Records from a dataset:
# # # # # # #

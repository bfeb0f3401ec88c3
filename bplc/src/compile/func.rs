use crate::{
    ast::*,
    compile::{
        data::{Strings, READ_INT, WRITELN, WRITE_INT, WRITE_STRING},
        Labels,
    },
    error::Error,
    frame,
    resolve::declared,
    types::Type,
};
use arch::{asm::Line, cond::Cond, inst::Inst, operand::Operand, reg::Reg::*};
use itertools::chain;

macro_rules! lines {
    ($($line:expr),* $(,)?) => {
        vec![$(Line::from($line)),*]
    };
}

/// Lowers one function. Expressions leave their value in `%rax`, and
/// `%rbx` holds the stack pointer as it was on entry.
pub struct FuncCompiler<'a> {
    decls: &'a [Decl],
    strings: &'a Strings,
    labels: &'a mut Labels,
}

impl From<RelOp> for Cond {
    fn from(op: RelOp) -> Self {
        match op {
            RelOp::Lt => Cond::L,
            RelOp::Le => Cond::LE,
            RelOp::Eq => Cond::E,
            RelOp::Ne => Cond::NE,
            RelOp::Gt => Cond::G,
            RelOp::Ge => Cond::GE,
        }
    }
}

fn push_rax() -> Inst {
    Inst::PUSHQ(RAX.into())
}

/// Drop the operand pushed for a binary operator.
fn pop_operand() -> Inst {
    Inst::ADDQ(Operand::Imm(8), RSP.into())
}

fn top() -> Operand {
    Operand::mem(0, RSP)
}

fn epilogue() -> Vec<Line> {
    lines![Inst::MOVQ(RBX.into(), RSP.into()), Inst::RET()]
}

/// Call into libc with the stack aligned to 16 bytes, restoring `%rsp`
/// afterwards.
fn libc(name: &str) -> Vec<Line> {
    lines![
        Inst::PUSHQ(RSP.into()),
        Inst::PUSHQ(top()),
        Inst::ANDQ(Operand::Imm(-16), RSP.into()),
        Inst::CALL(name.into()),
        Inst::MOVQ(Operand::mem(8, RSP), RSP.into()),
    ]
}

impl<'a> FuncCompiler<'a> {
    pub fn new(decls: &'a [Decl], strings: &'a Strings, labels: &'a mut Labels) -> Self {
        Self {
            decls,
            strings,
            labels,
        }
    }

    pub fn function(&mut self, func: &Function) -> Result<Vec<Line>, Error> {
        let name = &declared(self.decls, func.decl)?.name;
        // Every local slot stays reserved until the epilogue, so a local
        // that outlives its block is never overwritten by later pushes.
        let reserve = match func.frame_size {
            0 => vec![],
            size => lines![Inst::SUBQ(Operand::Imm(size as i64), RSP.into())],
        };
        Ok(chain!(
            lines![Line::Label(name.clone()), Inst::MOVQ(RSP.into(), RBX.into())],
            reserve,
            self.block(&func.body)?,
            epilogue(),
        )
        .collect())
    }

    fn block(&mut self, block: &Block) -> Result<Vec<Line>, Error> {
        let span = Operand::Imm(block.span as i64);
        let mut lines = Vec::new();
        if block.span > 0 {
            lines.push(Inst::SUBQ(span.clone(), RSP.into()).into());
        }
        for stmt in &block.stmts {
            lines.extend(self.stmt(stmt)?);
        }
        if block.span > 0 {
            lines.push(Inst::ADDQ(span, RSP.into()).into());
        }
        Ok(lines)
    }

    fn stmt(&mut self, stmt: &Stmt) -> Result<Vec<Line>, Error> {
        match &stmt.kind {
            StmtKind::Expr(None) => Ok(vec![]),
            StmtKind::Expr(Some(expr)) => self.expr(expr),
            StmtKind::Block(block) => self.block(block),

            StmtKind::If(cond, then, els) => {
                let start = self.labels.label();
                let other = self.labels.label();
                let end = self.labels.label();
                let cond = self.expr(cond)?;
                let then = self.stmt(then)?;
                let els = match els {
                    Some(els) => self.stmt(els)?,
                    None => vec![],
                };
                Ok(chain!(
                    lines![Line::Label(start)],
                    cond,
                    lines![
                        Inst::CMPL(Operand::Imm(0), EAX.into()),
                        Inst::J(Cond::E, other.clone()),
                    ],
                    then,
                    lines![Inst::JMP(end.clone()), Line::Label(other)],
                    els,
                    lines![Line::Label(end)],
                )
                .collect())
            }

            StmtKind::While(cond, body) => {
                let start = self.labels.label();
                let end = self.labels.label();
                Ok(chain!(
                    lines![Line::Label(start.clone())],
                    self.expr(cond)?,
                    lines![
                        Inst::CMPL(Operand::Imm(0), EAX.into()),
                        Inst::J(Cond::E, end.clone()),
                    ],
                    self.stmt(body)?,
                    lines![Inst::JMP(start), Line::Label(end)],
                )
                .collect())
            }

            StmtKind::Return(value) => {
                let value = match value {
                    Some(expr) => self.expr(expr)?,
                    None => vec![],
                };
                Ok(chain!(value, epilogue()).collect())
            }

            StmtKind::Write(Some(expr)) => {
                let (arg, format) = match expr.ty {
                    Type::Int => (Inst::MOVL(EAX.into(), ESI.into()), WRITE_INT),
                    Type::String => (Inst::MOVQ(RAX.into(), RSI.into()), WRITE_STRING),
                    ty => return Err(Error::Unresolved(format!("write of {}", ty))),
                };
                Ok(chain!(self.expr(expr)?, lines![arg], Self::printf(format)).collect())
            }
            StmtKind::Write(None) => Ok(Self::printf(WRITELN)),
        }
    }

    fn printf(format: &str) -> Vec<Line> {
        chain!(
            lines![
                Inst::LEAQ(Operand::rip(format), RDI.into()),
                Inst::MOVL(Operand::Imm(0), EAX.into()),
            ],
            libc("printf@PLT"),
        )
        .collect()
    }

    fn decl(&self, ident: &Ident) -> Result<&'a Decl, Error> {
        let id = ident
            .decl
            .ok_or_else(|| Error::Unresolved(ident.name.clone()))?;
        declared(self.decls, id)
    }

    /// Memory operand of the slot holding `decl`.
    fn slot(decl: &Decl) -> Result<Operand, Error> {
        match (decl.slot, frame::offset(decl)) {
            (Some(_), Some(offset)) => Ok(Operand::mem(offset, RBX)),
            (Some(_), None) => Ok(Operand::rip(decl.name.as_str())),
            (None, _) => Err(Error::Unresolved(decl.name.clone())),
        }
    }

    /// Address of the first element of an array into `%rax`.
    fn array_base(decl: &Decl) -> Result<Inst, Error> {
        let slot = Self::slot(decl)?;
        Ok(match decl.kind {
            DeclKind::ArrayParam => Inst::MOVQ(slot, RAX.into()),
            _ => Inst::LEAQ(slot, RAX.into()),
        })
    }

    /// Address of `ident[index]` into `%rsi`.
    fn element(&mut self, ident: &Ident, index: &Expr) -> Result<Vec<Line>, Error> {
        let decl = self.decl(ident)?;
        Ok(chain!(
            lines![Self::array_base(decl)?, push_rax()],
            self.expr(index)?,
            lines![
                Inst::CLTQ(),
                Inst::IMULQ(Operand::Imm(8), RAX.into()),
                Inst::POPQ(RSI.into()),
                Inst::ADDQ(RAX.into(), RSI.into()),
            ],
        )
        .collect())
    }

    pub fn expr(&mut self, expr: &Expr) -> Result<Vec<Line>, Error> {
        match &expr.kind {
            ExprKind::Comp(comp) => self.comp(comp),
            ExprKind::Assign(target, value) => {
                let value = self.expr(value)?;
                match &target.kind {
                    VarKind::Id(ident) => {
                        let slot = Self::slot(self.decl(ident)?)?;
                        Ok(chain!(value, lines![Inst::MOVQ(RAX.into(), slot)]).collect())
                    }
                    VarKind::Index(ident, index) => Ok(chain!(
                        value,
                        lines![push_rax()],
                        self.element(ident, index)?,
                        lines![
                            Inst::POPQ(RAX.into()),
                            Inst::MOVQ(RAX.into(), Operand::mem(0, RSI)),
                        ],
                    )
                    .collect()),
                    VarKind::Deref(ident) => {
                        let slot = Self::slot(self.decl(ident)?)?;
                        Ok(chain!(
                            value,
                            lines![
                                push_rax(),
                                Inst::MOVQ(slot, RSI.into()),
                                Inst::POPQ(RAX.into()),
                                Inst::MOVQ(RAX.into(), Operand::mem(0, RSI)),
                            ],
                        )
                        .collect())
                    }
                }
            }
        }
    }

    fn comp(&mut self, comp: &Comp) -> Result<Vec<Line>, Error> {
        match &comp.kind {
            CompKind::Sum(sum) => self.sum(sum),
            CompKind::Rel(left, op, right) => {
                let other = self.labels.label();
                let end = self.labels.label();
                Ok(chain!(
                    self.sum(right)?,
                    lines![push_rax()],
                    self.sum(left)?,
                    lines![
                        Inst::CMPL(top(), EAX.into()),
                        Inst::J(Cond::from(*op).inverse(), other.clone()),
                        Inst::MOVL(Operand::Imm(1), EAX.into()),
                        Inst::JMP(end.clone()),
                        Line::Label(other),
                        Inst::MOVL(Operand::Imm(0), EAX.into()),
                        Line::Label(end),
                        pop_operand(),
                    ],
                )
                .collect())
            }
        }
    }

    fn sum(&mut self, sum: &Sum) -> Result<Vec<Line>, Error> {
        match &sum.kind {
            SumKind::Term(term) => self.term(term),
            SumKind::Bin(left, op, right) => {
                let combine = match op {
                    AddOp::Add => Inst::ADDL(top(), EAX.into()),
                    AddOp::Sub => Inst::SUBL(top(), EAX.into()),
                };
                Ok(chain!(
                    self.term(right)?,
                    lines![push_rax()],
                    self.sum(left)?,
                    lines![combine, pop_operand()],
                )
                .collect())
            }
        }
    }

    fn term(&mut self, term: &Term) -> Result<Vec<Line>, Error> {
        match &term.kind {
            TermKind::Unary(unary) => self.unary(unary),
            TermKind::Bin(left, MulOp::Mul, right) => Ok(chain!(
                self.unary(right)?,
                lines![push_rax()],
                self.term(left)?,
                lines![Inst::IMULL(top(), EAX.into()), pop_operand()],
            )
            .collect()),
            TermKind::Bin(left, op, right) => {
                let remainder = match op {
                    MulOp::Mod => lines![Inst::MOVL(EDX.into(), EAX.into())],
                    _ => vec![],
                };
                Ok(chain!(
                    self.unary(right)?,
                    lines![push_rax()],
                    self.term(left)?,
                    lines![
                        Inst::POPQ(RCX.into()),
                        Inst::CLTQ(),
                        Inst::CQTO(),
                        Inst::IDIVL(ECX.into()),
                    ],
                    remainder,
                )
                .collect())
            }
        }
    }

    fn unary(&mut self, unary: &Unary) -> Result<Vec<Line>, Error> {
        match &unary.kind {
            UnaryKind::Neg(inner) => {
                Ok(chain!(self.unary(inner)?, lines![Inst::NEGL(EAX.into())]).collect())
            }
            UnaryKind::AddrOf(factor) => self.address(factor),
            UnaryKind::Deref(factor) => Ok(chain!(
                self.factor(factor)?,
                lines![Inst::MOVQ(Operand::mem(0, RAX), RAX.into())],
            )
            .collect()),
            UnaryKind::Factor(factor) => self.factor(factor),
        }
    }

    /// Address of a variable or array element into `%rax`.
    fn address(&mut self, factor: &Factor) -> Result<Vec<Line>, Error> {
        let place = factor
            .place()
            .ok_or_else(|| Error::Unresolved("address of a value".into()))?;
        match &place.kind {
            FactorKind::Index(ident, index) => Ok(chain!(
                self.element(ident, index)?,
                lines![Inst::MOVQ(RSI.into(), RAX.into())],
            )
            .collect()),
            FactorKind::Id(ident) => {
                let slot = Self::slot(self.decl(ident)?)?;
                Ok(lines![Inst::LEAQ(slot, RAX.into())])
            }
            _ => Err(Error::Unresolved("address of a value".into())),
        }
    }

    fn factor(&mut self, factor: &Factor) -> Result<Vec<Line>, Error> {
        match &factor.kind {
            FactorKind::Paren(expr) => self.expr(expr),
            FactorKind::Id(ident) => {
                let decl = self.decl(ident)?;
                match decl.kind {
                    // An array used as a value is the address of its elements.
                    DeclKind::Array(_) | DeclKind::ArrayParam => {
                        Ok(lines![Self::array_base(decl)?])
                    }
                    _ => Ok(lines![Inst::MOVQ(Self::slot(decl)?, RAX.into())]),
                }
            }
            FactorKind::Index(ident, index) => Ok(chain!(
                self.element(ident, index)?,
                lines![Inst::MOVQ(Operand::mem(0, RSI), RAX.into())],
            )
            .collect()),
            FactorKind::Call(ident, args) => {
                let name = &self.decl(ident)?.name;
                let mut lines = Vec::new();
                for arg in args.iter().rev() {
                    lines.extend(self.expr(arg)?);
                    lines.push(push_rax().into());
                }
                lines.extend(lines![
                    Inst::PUSHQ(RBX.into()),
                    Inst::CALL(name.clone()),
                    Inst::POPQ(RBX.into()),
                ]);
                if !args.is_empty() {
                    let size = 8 * args.len() as i64;
                    lines.push(Inst::ADDQ(Operand::Imm(size), RSP.into()).into());
                }
                Ok(lines)
            }
            FactorKind::Num(n) => Ok(lines![Inst::MOVQ(Operand::Imm(*n), RAX.into())]),
            FactorKind::Str(text) => {
                let label = self.strings.label(text)?;
                Ok(lines![Inst::LEAQ(Operand::rip(label), RAX.into())])
            }
            FactorKind::Read => Ok(chain!(
                lines![
                    Inst::SUBQ(Operand::Imm(8), RSP.into()),
                    Inst::MOVQ(RSP.into(), RSI.into()),
                    Inst::LEAQ(Operand::rip(READ_INT), RDI.into()),
                    Inst::MOVL(Operand::Imm(0), EAX.into()),
                ],
                libc("scanf@PLT"),
                lines![
                    Inst::MOVL(top(), EAX.into()),
                    Inst::ADDQ(Operand::Imm(8), RSP.into()),
                ],
            )
            .collect()),
        }
    }
}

# # # # # # #

◆ **To do**
Go through the data above and count the lines that hold "MulOp". Respond with the number and no other words.

◆ **Solution to the exercise**
2